• [YOUR OBJECTIVE]: Copy out all lines of the material below in which "ScriptedRunner" occurs.

• [DATA TO PROCESS]:

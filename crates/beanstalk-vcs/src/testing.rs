//! A scripted [`CommandRunner`] for tests.

use std::collections::HashMap;
use std::path::Path;
use std::sync::Mutex;

use async_trait::async_trait;

use crate::command::{CommandOutput, CommandRunner};
use crate::error::VcsResult;

/// Answers commands from a fixed script keyed by `"program arg1 arg2"`.
/// Unscripted commands exit non-zero with empty output.
#[derive(Default)]
pub struct ScriptedRunner {
    script: HashMap<String, CommandOutput>,
    calls: Mutex<Vec<String>>,
}

impl ScriptedRunner {
    pub fn new() -> Self {
        Self::default()
    }

    /// Succeed with `stdout` when `command` runs.
    pub fn on(mut self, command: &str, stdout: &str) -> Self {
        self.script.insert(
            command.to_string(),
            CommandOutput {
                success: true,
                stdout: stdout.to_string(),
                stderr: String::new(),
            },
        );
        self
    }

    /// Fail with `stderr` when `command` runs.
    pub fn on_failure(mut self, command: &str, stderr: &str) -> Self {
        self.script.insert(
            command.to_string(),
            CommandOutput {
                success: false,
                stdout: String::new(),
                stderr: stderr.to_string(),
            },
        );
        self
    }

    /// Every command line run so far, in order.
    pub fn calls(&self) -> Vec<String> {
        self.calls.lock().map(|calls| calls.clone()).unwrap_or_default()
    }
}

#[async_trait]
impl CommandRunner for ScriptedRunner {
    async fn run(&self, program: &str, args: &[&str], _dir: &Path) -> VcsResult<CommandOutput> {
        let mut line = program.to_string();
        for arg in args {
            line.push(' ');
            line.push_str(arg);
        }

        if let Ok(mut calls) = self.calls.lock() {
            calls.push(line.clone());
        }

        Ok(self.script.get(&line).cloned().unwrap_or_default())
    }
}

• [WRITTEN RESPONSE]:
pub struct ScriptedRunner {
impl ScriptedRunner {
impl CommandRunner for ScriptedRunner {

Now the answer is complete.